Trade show industry professionals are keeping an eye on how these proposals play out, but so far they haven’t raised many red flags and increases generally are being met with virtual shrugs, despite some concern from those who stage smaller events.
With some wage proposals far from finalized and others under siege for their narrow application, the jury appears to be out regarding how much impact these efforts will have on the trade show industry as a whole.
“A significant portion of work for trade shows is work likely paid above minimum wage already, so increases aren’t likely to impact show organizers yet,” said Bob McClintock, senior vice president and COO of the SMG convention center division, which manages 72 convention centers in the U.S., including those in Denver, Detroit, Houston, Philadelphia and San Francisco. That sentiment was echoed by Grant Bailey, assistant general manager for the Donald E. Stephens Convention Center in Rosemont IL, where all outside services are contracted through unions.
Yet some smaller shows that use non-union workers have noticed the rising costs. Last Summer, Tony Calanca, executive vice president of exhibitions for Advanstar Communications, warned that small shows might be the first to feel an impact—and he saw that prediction come true for the recent Comikaze event in Los Angeles. “Higher wages are hitting lower-end help like (non-union) cleaning, security and temporary registration staff at smaller shows,” he said, and that affects the show’s profitability.
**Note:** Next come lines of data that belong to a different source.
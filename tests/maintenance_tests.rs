//! Maintenance runs: task isolation, sync job cleanup and integration health.

mod test_utils;

use std::sync::{Arc, Mutex};

use async_trait::async_trait;
use chrono::{Duration as ChronoDuration, Utc};
use portal_integrations::{
    error::ManagerError,
    maintenance::{
        IntegrationHealthCheck, MAINTENANCE_TASKS, MaintenanceCollaborators, MetricsRecorder,
        ScheduledProcessor, TASK_PROCESS_SCHEDULED_REMINDERS, TASK_PROCESS_SCHEDULED_REPORTS,
        TASK_RECORD_SYSTEM_METRICS,
    },
    manager::{IntegrationManager, NewIntegration},
    models::{
        IntegrationStatus, IntegrationType, SyncJobStatus, SyncJobType, SystemIntegration,
        data_sync_job::{Column as JobColumn, Entity as JobEntity},
    },
    repositories::SyncJobRepository,
    sync_worker::SyncQueue,
};
use sea_orm::{ColumnTrait, DatabaseConnection, EntityTrait, QueryFilter, sea_query::Expr};
use test_utils::{FailingTracker, RecordingTracker, insert_integration, setup_test_db, test_config};
use uuid::Uuid;

struct FixedHealth(IntegrationStatus);

#[async_trait]
impl IntegrationHealthCheck for FixedHealth {
    async fn check(
        &self,
        _integration: &SystemIntegration,
        _api_key: Option<&str>,
    ) -> IntegrationStatus {
        self.0
    }
}

/// Health check that remembers the API key it was handed
#[derive(Default)]
struct KeyCapturingHealth {
    keys: Mutex<Vec<Option<String>>>,
}

#[async_trait]
impl IntegrationHealthCheck for KeyCapturingHealth {
    async fn check(
        &self,
        _integration: &SystemIntegration,
        api_key: Option<&str>,
    ) -> IntegrationStatus {
        self.keys.lock().unwrap().push(api_key.map(str::to_string));
        IntegrationStatus::Active
    }
}

struct Processor {
    fail: bool,
}

#[async_trait]
impl ScheduledProcessor for Processor {
    async fn process(&self) -> Result<(), ManagerError> {
        if self.fail {
            Err(ManagerError::collaborator("reminders", "queue unavailable"))
        } else {
            Ok(())
        }
    }
}

struct Metrics {
    fail: bool,
}

#[async_trait]
impl MetricsRecorder for Metrics {
    async fn record(&self) -> Result<(), ManagerError> {
        if self.fail {
            Err(ManagerError::collaborator("metrics", "sink rejected sample"))
        } else {
            Ok(())
        }
    }
}

fn collaborators(failing_task: Option<&str>) -> MaintenanceCollaborators {
    MaintenanceCollaborators {
        health_check: Arc::new(FixedHealth(IntegrationStatus::Active)),
        reminders: Arc::new(Processor {
            fail: failing_task == Some(TASK_PROCESS_SCHEDULED_REMINDERS),
        }),
        reports: Arc::new(Processor {
            fail: failing_task == Some(TASK_PROCESS_SCHEDULED_REPORTS),
        }),
        metrics: Arc::new(Metrics {
            fail: failing_task == Some(TASK_RECORD_SYSTEM_METRICS),
        }),
    }
}

fn manager(
    db: &DatabaseConnection,
    collaborators: MaintenanceCollaborators,
    tracker: RecordingTracker,
) -> anyhow::Result<IntegrationManager> {
    let (queue, _receiver) = SyncQueue::channel();
    Ok(IntegrationManager::builder(db.clone(), &test_config())
        .maintenance_collaborators(collaborators)
        .tracker(Arc::new(tracker))
        .build(queue)?)
}

async fn backdate_job(db: &DatabaseConnection, id: Uuid, days: i64) -> anyhow::Result<()> {
    let created_at = (Utc::now() - ChronoDuration::days(days)).fixed_offset();
    JobEntity::update_many()
        .col_expr(JobColumn::CreatedAt, Expr::value(created_at))
        .filter(JobColumn::Id.eq(id))
        .exec(db)
        .await?;
    Ok(())
}

#[tokio::test]
async fn failing_third_task_does_not_stop_the_others() -> anyhow::Result<()> {
    let db = setup_test_db().await?;
    let tracker = RecordingTracker::default();
    let manager = manager(
        &db,
        collaborators(Some(TASK_PROCESS_SCHEDULED_REMINDERS)),
        tracker.clone(),
    )?;

    let report = manager.run_maintenance_tasks().await;

    assert_eq!(MAINTENANCE_TASKS[2], TASK_PROCESS_SCHEDULED_REMINDERS);
    assert_eq!(report.tasks_failed, vec![TASK_PROCESS_SCHEDULED_REMINDERS]);
    let expected_completed: Vec<&str> = MAINTENANCE_TASKS
        .iter()
        .copied()
        .filter(|task| *task != TASK_PROCESS_SCHEDULED_REMINDERS)
        .collect();
    assert_eq!(report.tasks_completed, expected_completed);
    assert_eq!(report.tasks_completed.len() + report.tasks_failed.len(), 5);

    let events = tracker.wait_for_events(1).await;
    let (_, category, payload) = events
        .iter()
        .find(|(name, _, _)| name == "maintenance_tasks_completed")
        .expect("maintenance event recorded");
    assert_eq!(category, "system");
    assert_eq!(payload["tasks_failed"], 1);
    Ok(())
}

#[tokio::test]
async fn each_collaborator_failure_is_isolated() -> anyhow::Result<()> {
    for failing in [
        TASK_PROCESS_SCHEDULED_REMINDERS,
        TASK_PROCESS_SCHEDULED_REPORTS,
        TASK_RECORD_SYSTEM_METRICS,
    ] {
        let db = setup_test_db().await?;
        let manager = manager(&db, collaborators(Some(failing)), RecordingTracker::default())?;

        let report = manager.run_maintenance_tasks().await;

        assert_eq!(report.tasks_failed, vec![failing]);
        assert_eq!(report.tasks_completed.len(), 4);
    }
    Ok(())
}

#[tokio::test]
async fn analytics_outage_does_not_fail_the_run() -> anyhow::Result<()> {
    let db = setup_test_db().await?;
    let (queue, _receiver) = SyncQueue::channel();
    let manager = IntegrationManager::builder(db.clone(), &test_config())
        .maintenance_collaborators(collaborators(None))
        .tracker(Arc::new(FailingTracker))
        .build(queue)?;

    let report = manager.run_maintenance_tasks().await;

    assert!(report.tasks_failed.is_empty());
    assert_eq!(report.tasks_completed.len(), 5);
    Ok(())
}

#[tokio::test]
async fn cleanup_purges_only_old_completed_jobs() -> anyhow::Result<()> {
    let db = setup_test_db().await?;
    let integration_id =
        insert_integration(&db, "Member Sync", None, IntegrationStatus::Active).await?;
    let jobs = SyncJobRepository::new(db.clone());

    let mut finished = Vec::new();
    for _ in 0..2 {
        let job = jobs
            .insert_pending(integration_id, SyncJobType::Sync, 10)
            .await?;
        jobs.claim_pending(job.id).await?;
        jobs.complete(job.id, 10).await?;
        finished.push(job.id);
    }
    let old_failed = jobs
        .insert_pending(integration_id, SyncJobType::Sync, 10)
        .await?;
    jobs.claim_pending(old_failed.id).await?;
    jobs.fail(old_failed.id, "timeout").await?;

    backdate_job(&db, finished[0], 45).await?;
    backdate_job(&db, old_failed.id, 45).await?;

    let manager = manager(&db, collaborators(None), RecordingTracker::default())?;
    let report = manager.run_maintenance_tasks().await;
    assert!(report.tasks_failed.is_empty());

    assert!(jobs.find(finished[0]).await?.is_none());
    assert!(jobs.find(finished[1]).await?.is_some());
    let kept = jobs.find(old_failed.id).await?.unwrap();
    assert_eq!(kept.status, SyncJobStatus::Failed.as_str());
    Ok(())
}

#[tokio::test]
async fn health_update_records_check_results() -> anyhow::Result<()> {
    let db = setup_test_db().await?;
    let checked = insert_integration(
        &db,
        "Prayer Times",
        Some("https://times.example.org/health"),
        IntegrationStatus::Active,
    )
    .await?;
    let switched_off = insert_integration(
        &db,
        "Legacy Mailer",
        Some("https://mailer.example.org/health"),
        IntegrationStatus::Inactive,
    )
    .await?;

    let collaborators = MaintenanceCollaborators {
        health_check: Arc::new(FixedHealth(IntegrationStatus::Error)),
        ..collaborators(None)
    };
    let manager = manager(&db, collaborators, RecordingTracker::default())?;

    manager.run_maintenance_tasks().await;
    manager.run_maintenance_tasks().await;

    let failing = manager.get_integration(checked).await?;
    assert_eq!(failing.status, IntegrationStatus::Error);
    assert_eq!(failing.error_count, 2);
    assert!(failing.last_sync.is_some());

    let untouched = manager.get_integration(switched_off).await?;
    assert_eq!(untouched.status, IntegrationStatus::Inactive);
    assert_eq!(untouched.error_count, 0);
    assert!(untouched.last_sync.is_none());
    Ok(())
}

#[tokio::test]
async fn recovered_integration_returns_to_active() -> anyhow::Result<()> {
    let db = setup_test_db().await?;
    let id = insert_integration(
        &db,
        "Donation Gateway",
        Some("https://pay.example.org/health"),
        IntegrationStatus::Error,
    )
    .await?;

    let manager = manager(&db, collaborators(None), RecordingTracker::default())?;
    manager.run_maintenance_tasks().await;

    let integration = manager.get_integration(id).await?;
    assert_eq!(integration.status, IntegrationStatus::Active);
    assert_eq!(integration.error_count, 0);
    Ok(())
}

#[tokio::test]
async fn store_backed_collaborators_complete_every_task() -> anyhow::Result<()> {
    let db = setup_test_db().await?;
    insert_integration(&db, "No Endpoint", None, IntegrationStatus::Active).await?;

    let (queue, _receiver) = SyncQueue::channel();
    let manager = IntegrationManager::builder(db.clone(), &test_config()).build(queue)?;

    let report = manager.run_maintenance_tasks().await;

    assert_eq!(report.tasks_completed, MAINTENANCE_TASKS.to_vec());
    assert!(report.tasks_failed.is_empty());
    Ok(())
}

fn keyed_manager(
    db: &DatabaseConnection,
    crypto_key: Option<Vec<u8>>,
    health_check: Arc<dyn IntegrationHealthCheck>,
) -> anyhow::Result<IntegrationManager> {
    let config = portal_integrations::config::AppConfig {
        crypto_key,
        ..test_config()
    };
    let (queue, _receiver) = SyncQueue::channel();
    Ok(IntegrationManager::builder(db.clone(), &config)
        .maintenance_collaborators(MaintenanceCollaborators {
            health_check,
            ..collaborators(None)
        })
        .tracker(Arc::new(RecordingTracker::default()))
        .build(queue)?)
}

fn keyed_integration(name: &str, api_key: Option<&str>) -> NewIntegration {
    NewIntegration {
        name: name.to_string(),
        integration_type: IntegrationType::ThirdParty,
        endpoint: Some("https://api.example.org/health".to_string()),
        api_key: api_key.map(str::to_string),
        configuration: None,
    }
}

#[tokio::test]
async fn health_update_hands_decrypted_api_key_to_check() -> anyhow::Result<()> {
    let db = setup_test_db().await?;
    let health = Arc::new(KeyCapturingHealth::default());
    let manager = keyed_manager(&db, Some(vec![5u8; 32]), health.clone())?;

    manager
        .create_integration(keyed_integration("Donations API", Some("sk_live_donations")))
        .await?;
    manager
        .create_integration(keyed_integration("Public Feed", None))
        .await?;

    let report = manager.run_maintenance_tasks().await;
    assert!(report.tasks_failed.is_empty());

    let keys = health.keys.lock().unwrap().clone();
    assert_eq!(keys, vec![Some("sk_live_donations".to_string()), None]);
    Ok(())
}

#[tokio::test]
async fn undecryptable_api_key_marks_integration_error() -> anyhow::Result<()> {
    let db = setup_test_db().await?;
    let writer = keyed_manager(
        &db,
        Some(vec![5u8; 32]),
        Arc::new(FixedHealth(IntegrationStatus::Active)),
    )?;
    let created = writer
        .create_integration(keyed_integration("Streaming API", Some("sk_stream")))
        .await?;

    let health = Arc::new(KeyCapturingHealth::default());
    let rotated = keyed_manager(&db, Some(vec![6u8; 32]), health.clone())?;
    let report = rotated.run_maintenance_tasks().await;

    assert!(report.tasks_failed.is_empty());
    assert!(health.keys.lock().unwrap().is_empty());
    let integration = rotated.get_integration(created.id).await?;
    assert_eq!(integration.status, IntegrationStatus::Error);
    assert_eq!(integration.error_count, 1);
    Ok(())
}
But in Boston, which is largely a union city, minimum wage discussions are just a blip on the radar. Jim Rooney, executive director of the Massachusetts Convention Center Authority that oversees the John B. Hynes Veterans Memorial Convention Center, said Boston has organized labor even for security and hotel workers who already earn contracted wages above federal and state minimums. “We pay some attention to (minimum wage) issues regarding trade shows but more to collective bargaining issues,” he said.
At the opposite end of the spectrum, the Georgia World Congress Center in Atlanta is a non-union facility, but general manager Mark Zimmerman said he’s not alarmed by the flood of proposals. “Any increase is an expense that any facility is going to face,” he said. “It would be tough, as budgets are tight now, and it would make expenses go up when we already have to look at every dollar,” he added.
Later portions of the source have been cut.